As we have seen in the years since 9/11, fear is contagious. It's a disease.
I grew up in New York City. My mother went to work when I was in kindergarten. My older sister was supposed to look after me after school, but you know that kindergarten is only half a day, so once I learned how to take care of myself, I wasn't about to let my older sister boss me around.
Were there dangerous people around? Of course there were. Even more dangerous in a way, because parents didn't talk a lot about the dangers out there. But a kid learns very quickly who is trustworthy and who is not.
After World War II, New Yorkers started to flee New York for New Jersey, presumably for the "fresh air", but that was a euphemism for "safety". Years later, the suburbs are just as dangerous as the city. When people don't confront both their fear and the danger, leaving a place doesn't rid you of the danger - the danger travels with you.
Don't misunderstand me, I'm certainly not in favor of deliberately putting a child in harm's way. But the overprotectiveness of the current parental culture is not only not protective, it's stifling. Children are over-programmed to ease the fears of their parents to the point where they don't have opportunities to learn give and take.
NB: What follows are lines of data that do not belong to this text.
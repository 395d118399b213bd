use std::path::Path;
use std::time::Duration;

use anyhow::{Context, Result};
use serde::Deserialize;

use crate::error::{AppResult, ConfigError};
use crate::models::QuestionType;

/// 程序配置
#[derive(Clone, Debug, Default, Deserialize)]
#[serde(default)]
pub struct Config {
    pub correction: CorrectionConfig,
    pub cache: CacheConfig,
    pub backend: BackendConfig,
    pub platform: PlatformConfig,
    pub llm: LlmConfig,
}

/// 纠错流程配置
#[derive(Clone, Debug, Deserialize)]
#[serde(default)]
pub struct CorrectionConfig {
    /// 每道题最多尝试次数
    pub max_attempts_per_question: u32,
    /// 最多纠错轮数
    pub max_rounds: u32,
    /// 单选/判断/填空填充后的等待时间（毫秒）
    pub settle_delay_short_ms: u64,
    /// 多选/简答填充后的等待时间（毫秒）
    pub settle_delay_long_ms: u64,
    /// 两轮之间的间隔（毫秒）
    pub round_pause_ms: u64,
    /// 批改结果不完整时的重试次数
    pub verify_retries: u32,
    /// 批改结果重试的退避基数（毫秒，线性递增）
    pub verify_backoff_ms: u64,
    /// 瞬时网络错误的重试次数
    pub call_retries: u32,
    /// 瞬时网络错误的退避基数（毫秒，指数递增）
    pub call_backoff_ms: u64,
}

impl Default for CorrectionConfig {
    fn default() -> Self {
        Self {
            max_attempts_per_question: 3,
            max_rounds: 3,
            settle_delay_short_ms: 3000,
            settle_delay_long_ms: 5000,
            round_pause_ms: 500,
            verify_retries: 3,
            verify_backoff_ms: 800,
            call_retries: 3,
            call_backoff_ms: 500,
        }
    }
}

impl CorrectionConfig {
    /// 填充答案后等待平台保存的时间，多选和简答处理更慢
    pub fn settle_delay(&self, question_type: QuestionType) -> Duration {
        match question_type {
            QuestionType::Multi | QuestionType::Essay => {
                Duration::from_millis(self.settle_delay_long_ms)
            }
            QuestionType::Single | QuestionType::Boolean | QuestionType::Blank => {
                Duration::from_millis(self.settle_delay_short_ms)
            }
        }
    }

    /// 不等待、不退避的配置，用于测试
    pub fn immediate() -> Self {
        Self {
            settle_delay_short_ms: 0,
            settle_delay_long_ms: 0,
            round_pause_ms: 0,
            verify_backoff_ms: 0,
            call_backoff_ms: 0,
            ..Self::default()
        }
    }
}

/// 已尝试答案缓存配置
#[derive(Clone, Debug, Deserialize)]
#[serde(default)]
pub struct CacheConfig {
    /// 缓存有效期（秒），超过后整体清空
    pub ttl_secs: u64,
    /// 写入合并窗口（毫秒）
    pub persist_debounce_ms: u64,
    /// 文件存储目录
    pub storage_dir: String,
}

impl Default for CacheConfig {
    fn default() -> Self {
        Self {
            ttl_secs: 24 * 60 * 60,
            persist_debounce_ms: 1000,
            storage_dir: "correction_data".to_string(),
        }
    }
}

impl CacheConfig {
    pub fn ttl(&self) -> chrono::Duration {
        chrono::Duration::seconds(self.ttl_secs as i64)
    }

    pub fn debounce(&self) -> Duration {
        Duration::from_millis(self.persist_debounce_ms)
    }
}

/// 题库后端配置
#[derive(Clone, Debug, Deserialize)]
#[serde(default)]
pub struct BackendConfig {
    pub api_base_url: String,
    pub api_key: String,
    /// 请求超时（秒）
    pub timeout_secs: u64,
    /// 上报给后端的平台标识
    pub platform: String,
    /// 后端 AI 答题使用的模型
    pub ai_model: String,
}

impl Default for BackendConfig {
    fn default() -> Self {
        Self {
            api_base_url: "http://127.0.0.1:8000".to_string(),
            api_key: String::new(),
            timeout_secs: 90,
            platform: "czbk".to_string(),
            ai_model: "deepseek-chat".to_string(),
        }
    }
}

/// 答题平台配置
#[derive(Clone, Debug, Deserialize)]
#[serde(default)]
pub struct PlatformConfig {
    pub base_url: String,
    /// 登录态 Cookie
    pub cookie: String,
    /// 作业是否已提交（决定调用哪个批改接口）
    pub submitted: bool,
    pub timeout_secs: u64,
}

impl Default for PlatformConfig {
    fn default() -> Self {
        Self {
            base_url: "https://stu.ityxb.com".to_string(),
            cookie: String::new(),
            submitted: false,
            timeout_secs: 30,
        }
    }
}

/// LLM 直连配置（启用后替代后端 AI 答题）
#[derive(Clone, Debug, Deserialize)]
#[serde(default)]
pub struct LlmConfig {
    pub enabled: bool,
    pub api_key: String,
    pub api_base_url: String,
    pub model_name: String,
    pub temperature: f32,
}

impl Default for LlmConfig {
    fn default() -> Self {
        Self {
            enabled: false,
            api_key: String::new(),
            api_base_url: "https://api.deepseek.com/v1".to_string(),
            model_name: "deepseek-chat".to_string(),
            temperature: 0.3,
        }
    }
}

impl Config {
    /// 从环境变量加载，未设置的项使用默认值
    pub fn from_env() -> Self {
        let mut config = Self::default();
        config.apply_env();
        config
    }

    /// 从 TOML 文件加载，再用环境变量覆盖
    pub fn from_toml_file(path: impl AsRef<Path>) -> Result<Self> {
        let path = path.as_ref();
        let content = std::fs::read_to_string(path)
            .with_context(|| format!("无法读取配置文件: {}", path.display()))?;
        let mut config: Config = toml::from_str(&content)
            .with_context(|| format!("无法解析配置文件: {}", path.display()))?;
        config.apply_env();
        config.validate()?;
        Ok(config)
    }

    fn apply_env(&mut self) {
        let c = &mut self.correction;
        c.max_attempts_per_question = env_parse("MAX_ATTEMPTS_PER_QUESTION", c.max_attempts_per_question);
        c.max_rounds = env_parse("MAX_ROUNDS", c.max_rounds);
        c.settle_delay_short_ms = env_parse("SETTLE_DELAY_SHORT_MS", c.settle_delay_short_ms);
        c.settle_delay_long_ms = env_parse("SETTLE_DELAY_LONG_MS", c.settle_delay_long_ms);
        c.verify_retries = env_parse("VERIFY_RETRIES", c.verify_retries);
        c.call_retries = env_parse("CALL_RETRIES", c.call_retries);

        let cache = &mut self.cache;
        cache.ttl_secs = env_parse("ATTEMPT_CACHE_TTL_SECS", cache.ttl_secs);
        cache.persist_debounce_ms = env_parse("ATTEMPT_CACHE_DEBOUNCE_MS", cache.persist_debounce_ms);
        env_string("STORAGE_DIR", &mut cache.storage_dir);

        let b = &mut self.backend;
        env_string("BACKEND_API_BASE_URL", &mut b.api_base_url);
        env_string("BACKEND_API_KEY", &mut b.api_key);
        b.timeout_secs = env_parse("BACKEND_TIMEOUT_SECS", b.timeout_secs);

        let p = &mut self.platform;
        env_string("PLATFORM_BASE_URL", &mut p.base_url);
        env_string("PLATFORM_COOKIE", &mut p.cookie);
        p.submitted = env_parse("PLATFORM_SUBMITTED", p.submitted);

        let l = &mut self.llm;
        l.enabled = env_parse("LLM_ENABLED", l.enabled);
        env_string("LLM_API_KEY", &mut l.api_key);
        env_string("LLM_API_BASE_URL", &mut l.api_base_url);
        env_string("LLM_MODEL_NAME", &mut l.model_name);
    }

    /// 校验配置
    pub fn validate(&self) -> AppResult<()> {
        if self.correction.max_attempts_per_question == 0 {
            return Err(invalid("correction.max_attempts_per_question", "必须大于 0"));
        }
        if self.correction.max_rounds == 0 {
            return Err(invalid("correction.max_rounds", "必须大于 0"));
        }
        if self.backend.api_base_url.trim().is_empty() {
            return Err(invalid("backend.api_base_url", "不能为空"));
        }
        if self.platform.base_url.trim().is_empty() {
            return Err(invalid("platform.base_url", "不能为空"));
        }
        if self.llm.enabled && self.llm.api_key.trim().is_empty() {
            return Err(invalid("llm.api_key", "启用 LLM 直连时不能为空"));
        }
        Ok(())
    }
}

fn invalid(field: &str, reason: &str) -> crate::error::AppError {
    ConfigError::InvalidValue {
        field: field.to_string(),
        reason: reason.to_string(),
    }
    .into()
}

fn env_parse<T: std::str::FromStr>(name: &str, default: T) -> T {
    std::env::var(name)
        .ok()
        .and_then(|v| v.parse().ok())
        .unwrap_or(default)
}

fn env_string(name: &str, target: &mut String) {
    if let Ok(value) = std::env::var(name) {
        *target = value;
    }
}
This programmed world is not going to prepare them for adulthood.
Some time ago, I went to visit friends in Florida who bought a house in a gated community. I'm one of those people who have trouble sleeping away from home. So the first morning there, I got up around 5am. By 6am I was restless in the house, so I went for a walk in the gated community. After I walked through the entire estate, I came back to my friends' house only to find the door locked. It was too early to ring the bell (actually, they didn't have a bell, I would have had to knock), so I continued to walk aimlessly through the community. It was very boring. Everything the same. Stifling conformity. I thought - maybe I can go out and walk the local streets. Then I realized that I couldn't because this was a gated community and I did not have the numbered password to re-enter. What a beautiful, vapid prison, I thought.
I heard a news item recently that people who live in gated communities are more vulnerable to criminal attack because of their isolation.
You can't escape danger if you don't confront it.